ハルトスの織物を作るのを止めてから、楽しそうに織物をしている。
「リュザール見て、完成した」
それは以前から織っていた、毛足の長いハルトスの織物である。鮮やかな色合いに、丁寧な織り目、美しい模様、柔らかな手触りなど、どれを取っても素晴らしい一品であった。
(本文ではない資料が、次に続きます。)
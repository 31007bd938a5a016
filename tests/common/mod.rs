//! Shared utilities for integration testing.

use std::net::SocketAddr;
use tokio::net::TcpListener;

use form_gateway::config::GatewayConfig;
use form_gateway::{HttpServer, Shutdown};

/// Start a gateway on an ephemeral port and return its address.
///
/// The server stops when the returned `Shutdown` is triggered or the test
/// process exits.
pub async fn spawn_gateway(mut config: GatewayConfig) -> (SocketAddr, Shutdown) {
    config.listener.bind_address = "127.0.0.1:0".to_string();
    let listener = TcpListener::bind(&config.listener.bind_address)
        .await
        .unwrap();
    let addr = listener.local_addr().unwrap();

    let shutdown = Shutdown::new();
    let rx = shutdown.subscribe();
    let server = HttpServer::new(config).await;
    tokio::spawn(async move {
        let _ = server.run(listener, rx).await;
    });

    (addr, shutdown)
}

/// Non-pooled client for test stability.
pub fn client() -> reqwest::Client {
    reqwest::Client::builder()
        .pool_max_idle_per_host(0)
        .no_proxy()
        .build()
        .unwrap()
}

/// A contact body that passes validation.
#[allow(dead_code)]
pub fn valid_contact_body() -> serde_json::Value {
    serde_json::json!({
        "name": "Nino Beridze",
        "email": "nino@example.com",
        "subject": "general",
        "message": "I would like to learn more about your services."
    })
}
//! Configuration schema definitions.
//!
//! This module defines the complete configuration structure for the gateway.
//! All types derive Serde traits for deserialization from config files, and
//! every field has a default so an empty file is a working config.

use serde::{Deserialize, Serialize};
use std::time::Duration;

/// Root configuration for the form gateway.
#[derive(Debug, Clone, Deserialize, Serialize, Default)]
#[serde(default)]
pub struct GatewayConfig {
    /// Listener configuration (bind address).
    pub listener: ListenerConfig,

    /// Timeout configuration.
    pub timeouts: TimeoutConfig,

    /// Request body limits.
    pub limits: LimitsConfig,

    /// Rate limiting configuration.
    pub rate_limit: RateLimitConfig,

    /// Form token age window.
    pub token: TokenConfig,

    /// Optional shared rate-limit store.
    pub redis: RedisConfig,

    /// Observability settings.
    pub observability: ObservabilityConfig,
}

/// Listener configuration.
#[derive(Debug, Clone, Deserialize, Serialize)]
#[serde(default)]
pub struct ListenerConfig {
    /// Bind address (e.g., "0.0.0.0:8080").
    pub bind_address: String,
}

impl Default for ListenerConfig {
    fn default() -> Self {
        Self {
            bind_address: "0.0.0.0:8080".to_string(),
        }
    }
}

/// Timeout configuration.
#[derive(Debug, Clone, Deserialize, Serialize)]
#[serde(default)]
pub struct TimeoutConfig {
    /// Whole-request timeout in seconds.
    pub request_secs: u64,
}

impl Default for TimeoutConfig {
    fn default() -> Self {
        Self { request_secs: 15 }
    }
}

/// Request size limits.
#[derive(Debug, Clone, Deserialize, Serialize)]
#[serde(default)]
pub struct LimitsConfig {
    /// Maximum accepted request body, in bytes. A contact message caps at
    /// 5000 characters, so this leaves generous multi-byte headroom.
    pub max_body_bytes: usize,
}

impl Default for LimitsConfig {
    fn default() -> Self {
        Self {
            max_body_bytes: 64 * 1024,
        }
    }
}

/// Admission limits for one endpoint.
#[derive(Debug, Clone, Copy, Deserialize, Serialize)]
#[serde(default)]
pub struct EndpointLimit {
    /// Requests admitted per window per client identity.
    pub max_requests: u32,

    /// Window length in seconds.
    pub window_secs: u64,
}

impl EndpointLimit {
    pub fn window(&self) -> Duration {
        Duration::from_secs(self.window_secs)
    }
}

impl Default for EndpointLimit {
    fn default() -> Self {
        Self {
            max_requests: 3,
            window_secs: 600,
        }
    }
}

/// Rate limiting configuration.
#[derive(Debug, Clone, Deserialize, Serialize)]
#[serde(default)]
pub struct RateLimitConfig {
    /// Cap on tracked client identities in the in-memory limiter.
    pub max_entries: usize,

    /// Interval between sweeps of expired in-memory entries, in seconds.
    pub sweep_interval_secs: u64,

    /// Contact endpoint limits.
    pub contact: EndpointLimit,

    /// Newsletter endpoint limits.
    pub newsletter: EndpointLimit,
}

impl Default for RateLimitConfig {
    fn default() -> Self {
        Self {
            max_entries: 10_000,
            sweep_interval_secs: 60,
            contact: EndpointLimit::default(),
            newsletter: EndpointLimit::default(),
        }
    }
}

/// Form token age window.
#[derive(Debug, Clone, Deserialize, Serialize)]
#[serde(default)]
pub struct TokenConfig {
    /// Submissions younger than this are treated as automated.
    pub min_age_ms: u64,

    /// Tokens older than this are expired (benign).
    pub max_age_ms: u64,
}

impl TokenConfig {
    pub fn min_age(&self) -> Duration {
        Duration::from_millis(self.min_age_ms)
    }

    pub fn max_age(&self) -> Duration {
        Duration::from_millis(self.max_age_ms)
    }
}

impl Default for TokenConfig {
    fn default() -> Self {
        Self {
            min_age_ms: 2_000,
            max_age_ms: 3_600_000,
        }
    }
}

/// Shared rate-limit store settings. Absent `url` means in-memory only.
#[derive(Debug, Clone, Deserialize, Serialize)]
#[serde(default)]
pub struct RedisConfig {
    /// Connection URL (e.g., "redis://:password@host:6379/"). Credentials
    /// ride inside the URL.
    pub url: Option<String>,

    /// Prefix for rate-limit keys in the store.
    pub key_prefix: String,

    /// Per-call timeout in milliseconds before falling back to in-memory.
    pub call_timeout_ms: u64,
}

impl Default for RedisConfig {
    fn default() -> Self {
        Self {
            url: None,
            key_prefix: "ratelimit:".to_string(),
            call_timeout_ms: 500,
        }
    }
}

/// Observability settings.
#[derive(Debug, Clone, Deserialize, Serialize)]
#[serde(default)]
pub struct ObservabilityConfig {
    /// Emit JSON-formatted logs (production) instead of pretty text.
    pub log_json: bool,

    /// Enable the Prometheus exposition endpoint.
    pub metrics_enabled: bool,

    /// Address the metrics endpoint binds to.
    pub metrics_address: String,
}

impl Default for ObservabilityConfig {
    fn default() -> Self {
        Self {
            log_json: false,
            metrics_enabled: false,
            metrics_address: "127.0.0.1:9090".to_string(),
        }
    }
}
そこまで大きいものでなく、出入り口に敷くものだとアユは話す。
「リュザール、これ、市場に売りに出さないほうがいいよね?」
「そうだな」
ユルドゥスから、ハルトス風の織物を売りに出すわけにはいかない。
アユについての情報は、徹底的に隠すつもりだった。
「これは、父上と母上にあげるか」
「うん!」
アユの瞳はキラリと輝く。普段世話になっている礼として、リュザールの両親に何かしたいと思っていたらしい。
「あ、あとね」
アユは織物を裏返し、端にある糸で刺した文字を指差した。ここは通常、生まれた部族と名前を刺繍する。
以前まで、『ハルトスのアユ』と入れていたのだ。
「あのね、これでいい?」
指先でなぞりながら、リュザールは文字を読んだ。
「ユルドゥス、リュザール第一の妻……」
読み上げた瞬間、リュザールは恥ずかしくなる。しかし、嬉しくもあった。
アユはハルトスの呪縛から、逃れることができた。同時に、ユルドゥスに染まってくれている。
「ダメだった?」
「ん? ああ、そうだな。ここがダメだ」
「?」
リュザールが指差したのは、第一の、という部分である。
「どうして?」
「必要ないからだ。ユルドゥスには一夫につき一妻しか迎えない」
「そっか」
「だから──」
リュザールはアユの耳元で囁く。
「第一じゃなくて、唯一の妻と刺繍しろ」
「!」
アユの頬は、だんだんと薔薇色に染まっていく。
それはどこに咲いている花よりも美しい赤だと、リュザールは思った。
◇◇◇
夜間放牧は続く。その中で、街に立ち寄って食料調達を行う。
家畜はセナとケナンに任せ、リュザールとアユは馬に乗り、驢馬を引き連れて買い出しに向かった。
馬は街の外に繋げ、驢馬のジャンだけを連れて行く。
「驢馬、小柄だから街中にも連れて行けるし、便利だな」
「力持ちで、働き者だし」
「だな」
ジャンの頭を撫でたが、特に鳴き声は上げなかった。しかし、続けてアユが撫でてあげると、「ヒーハー」と鳴いた。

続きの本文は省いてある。